Esa mañana Bernarda caminó con Leonor Carreto hacia el patio donde habrían de festejar el cumpleaños del virrey. A Antonio le gustaban las corridas de toros y ella tenía preparada esa sorpresa en aquel patio; incluso había pensado que si la corrida se hacía en el que daba a las ventanas de la cárcel, la fiesta tendría un sentido social. Entretendría a los presos, quienes podrían animar con sus oles y sus vivas. Bernarda escuchó a la virreina y no se atrevió a decirle que le daban temor las miradas de los encerrados: indios, negros, mulatos. La esclava Dorotea ya la había puesto al tanto de cómo, cuando se barrían esos patios o se adornaban, "los ojos asomaban hambrientos por los barrotes y el silencio era peor porque se posaba en las caderas y en los pechos como si la frotaran a uno, mi linda. Y uno ya no puede seguir con la faena". Bernarda le temía a esos ojos, a la crudeza del deseo. Desconocía esa hambre de muchos días. Se persignó en cuanto Leonor Carreto y ella entraron al patio último.

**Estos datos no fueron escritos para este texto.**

#[cfg(test)]
mod tests {
    use peep_core::auth::Account;
    use peep_core::config::Config;
    use peep_core::people::{Birthday, FetchedProfile, ProfileRecord};

    use super::*;

    fn signed_out_app() -> AppState {
        let mut config = Config::default();
        config.oauth.client_id = "cid".to_string();
        config.oauth.client_secret = "secret".to_string();
        AppState::new(config, None)
    }

    fn fetched(record: ProfileRecord) -> FetchedProfile {
        FetchedProfile {
            record,
            account: None,
            access_token: "tok".to_string(),
        }
    }

    fn press(code: KeyCode) -> UiEvent {
        UiEvent::Terminal(Event::Key(KeyEvent::new(code, KeyModifiers::NONE)))
    }

    /// Action key from signed-out opens the browser and starts the listener.
    #[test]
    fn test_toggle_starts_sign_in() {
        let mut app = signed_out_app();
        let effects = update(&mut app, press(KeyCode::Enter));

        assert_eq!(app.phase, Phase::SigningIn);
        assert!(app.sign_in_attempt.is_some());
        assert!(matches!(effects[0], UiEffect::OpenBrowser { .. }));
        assert!(matches!(effects[1], UiEffect::StartSignInListener { .. }));

        // A second press while signing in does nothing.
        let effects = update(&mut app, press(KeyCode::Enter));
        assert!(effects.is_empty());
    }

    /// Sign-in failure returns to signed-out with a notification, no fetch.
    #[test]
    fn test_sign_in_failure_no_fetch() {
        let mut app = signed_out_app();
        update(&mut app, press(KeyCode::Enter));

        let effects = update(
            &mut app,
            UiEvent::SignInCompleted(SignInResult::Failure {
                reason: "denied".to_string(),
            }),
        );

        assert!(effects.is_empty());
        assert_eq!(app.phase, Phase::SignedOut);
        let toast = app.toast.as_ref().unwrap();
        assert!(toast.message.contains("Sign-in failed"));
    }

    /// Success without a code: signed in, log only, no fetch, no toast.
    #[test]
    fn test_sign_in_success_without_code() {
        let mut app = signed_out_app();
        update(&mut app, press(KeyCode::Enter));
        app.toast = None;

        let effects = update(
            &mut app,
            UiEvent::SignInCompleted(SignInResult::Success {
                account: None,
                server_auth_code: None,
            }),
        );

        assert!(effects.is_empty());
        assert_eq!(app.phase, Phase::SignedIn);
        assert!(!app.fetch_in_flight);
        assert!(app.toast.is_none());
    }

    /// Success with a code spawns a fetch carrying the PKCE verifier.
    #[test]
    fn test_sign_in_success_spawns_fetch() {
        let mut app = signed_out_app();
        update(&mut app, press(KeyCode::Enter));
        let verifier = app.sign_in_attempt.as_ref().unwrap().verifier.clone();

        let effects = update(
            &mut app,
            UiEvent::SignInCompleted(SignInResult::Success {
                account: None,
                server_auth_code: Some("ABC123".to_string()),
            }),
        );

        assert!(app.fetch_in_flight);
        match &effects[0] {
            UiEffect::SpawnProfileFetch {
                generation,
                code,
                verifier: v,
                ..
            } => {
                assert_eq!(*generation, app.fetch_generation);
                assert_eq!(code, "ABC123");
                assert_eq!(v.as_deref(), Some(verifier.as_str()));
            }
            other => panic!("expected SpawnProfileFetch, got {other:?}"),
        }
    }

    /// A fetched record replaces the previous one, never accumulates.
    #[test]
    fn test_fetch_result_replaces_record() {
        let mut app = signed_out_app();
        app.phase = Phase::SignedIn;
        app.fetch_generation = 1;
        app.profile = Some(ProfileRecord {
            birthday: Some(Birthday {
                year: Some(1990),
                month: Some(1),
                day: Some(1),
            }),
            gender: None,
        });

        let record = ProfileRecord {
            birthday: Some(Birthday {
                year: Some(2000),
                month: Some(5),
                day: Some(17),
            }),
            gender: Some("Male".to_string()),
        };
        update(
            &mut app,
            UiEvent::ProfileFetched {
                generation: 1,
                result: Ok(fetched(record)),
            },
        );

        assert!(app.fetch_done);
        let rendered = app.profile.as_ref().unwrap().render();
        assert_eq!(rendered, "Birthday: 2000-5-17\nGender: Male\n");
    }

    /// Fetch failure keeps the previous record and sets the completion flag.
    #[test]
    fn test_fetch_failure_keeps_record() {
        let mut app = signed_out_app();
        app.phase = Phase::SignedIn;
        app.fetch_generation = 1;
        app.fetch_in_flight = true;
        let record = ProfileRecord::default();
        app.profile = Some(record.clone());

        update(
            &mut app,
            UiEvent::ProfileFetched {
                generation: 1,
                result: Err("HTTP 500".to_string()),
            },
        );

        assert!(app.fetch_done);
        assert!(!app.fetch_in_flight);
        assert_eq!(app.profile, Some(record));
        assert!(app.toast.as_ref().unwrap().message.contains("Fetch failed"));
    }

    /// A result from a superseded generation is discarded after sign-out.
    #[test]
    fn test_stale_fetch_discarded() {
        let mut app = signed_out_app();
        app.phase = Phase::SignedIn;
        app.fetch_generation = 1;
        app.fetch_in_flight = true;

        // Sign out bumps the generation and clears the screen.
        let effects = update(&mut app, press(KeyCode::Enter));
        assert!(matches!(effects[0], UiEffect::SpawnSignOut { .. }));
        update(&mut app, UiEvent::SignOutCompleted(Ok(())));
        assert_eq!(app.phase, Phase::SignedOut);
        assert!(app.profile.is_none());

        // The old fetch finally lands; it must not repaint the screen.
        update(
            &mut app,
            UiEvent::ProfileFetched {
                generation: 1,
                result: Ok(fetched(ProfileRecord {
                    birthday: None,
                    gender: Some("Male".to_string()),
                })),
            },
        );

        assert!(app.profile.is_none());
        assert!(!app.fetch_done);
    }

    /// Sign-out hands the in-memory token to the revocation effect.
    #[test]
    fn test_sign_out_revokes_token() {
        let mut app = signed_out_app();
        app.phase = Phase::SignedIn;
        app.access_token = Some("tok".to_string());

        let effects = update(&mut app, press(KeyCode::Char('s')));
        match &effects[0] {
            UiEffect::SpawnSignOut {
                access_token,
            } => assert_eq!(access_token.as_deref(), Some("tok")),
            other => panic!("expected SpawnSignOut, got {other:?}"),
        }
        assert!(app.access_token.is_none());
    }

    /// Repeat action presses while a sign-out is pending spawn nothing.
    #[test]
    fn test_sign_out_not_duplicated() {
        let mut app = signed_out_app();
        app.phase = Phase::SignedIn;
        app.access_token = Some("tok".to_string());

        let effects = update(&mut app, press(KeyCode::Enter));
        assert!(matches!(effects[0], UiEffect::SpawnSignOut { .. }));

        // Still SignedIn until the completion lands; pressing again must
        // not revoke or clear a second time.
        let effects = update(&mut app, press(KeyCode::Enter));
        assert!(effects.is_empty());

        update(&mut app, UiEvent::SignOutCompleted(Ok(())));
        assert_eq!(app.phase, Phase::SignedOut);
        assert!(!app.sign_out_in_flight);
    }

    /// A fetched account identity is persisted to the session cache.
    #[test]
    fn test_fetch_result_persists_account() {
        let mut app = signed_out_app();
        app.phase = Phase::SignedIn;
        app.fetch_generation = 1;

        let mut profile = fetched(ProfileRecord::default());
        profile.account = Some(Account {
            email: "user@example.com".to_string(),
            display_name: None,
        });
        let effects = update(
            &mut app,
            UiEvent::ProfileFetched {
                generation: 1,
                result: Ok(profile),
            },
        );

        match &effects[0] {
            UiEffect::PersistSession {
                account,
            } => assert_eq!(account.email, "user@example.com"),
            other => panic!("expected PersistSession, got {other:?}"),
        }
        assert_eq!(app.account.as_ref().unwrap().email, "user@example.com");
    }

    /// Esc cancels only while a sign-in is in flight.
    #[test]
    fn test_esc_cancels_sign_in() {
        let mut app = signed_out_app();
        assert!(update(&mut app, press(KeyCode::Esc)).is_empty());

        update(&mut app, press(KeyCode::Enter));
        let effects = update(&mut app, press(KeyCode::Esc));
        assert!(matches!(effects[0], UiEffect::CancelSignIn { .. }));
    }
}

—Debes caminar segura —le dijo la virreina, notando su atolondramiento—. La barbilla en alto.

Bernarda hizo un esfuerzo por separar el cuerpo de su cabeza, por olvidarse que llevaba un vestido de muselina amarilla que se ceñía al talle y la cintura, y que su piel amarfilada se mostraba en sus brazos y en su cuello. Miró la punta de los zapatos de la virreina asomarse por el borde de la falda con cada paso que daba y se concentró en su firmeza.

—Aquí pondremos las trancas y de este lado las gradas —explicó a la chica.

En seguida se volvió y llamó a voces al secretario particular de su marido. El hombre debía acompañarlas y algo lo había entretenido en el patio de las oficinas; pero ya venía presuroso y tomaba nota de lo que la virreina deseaba.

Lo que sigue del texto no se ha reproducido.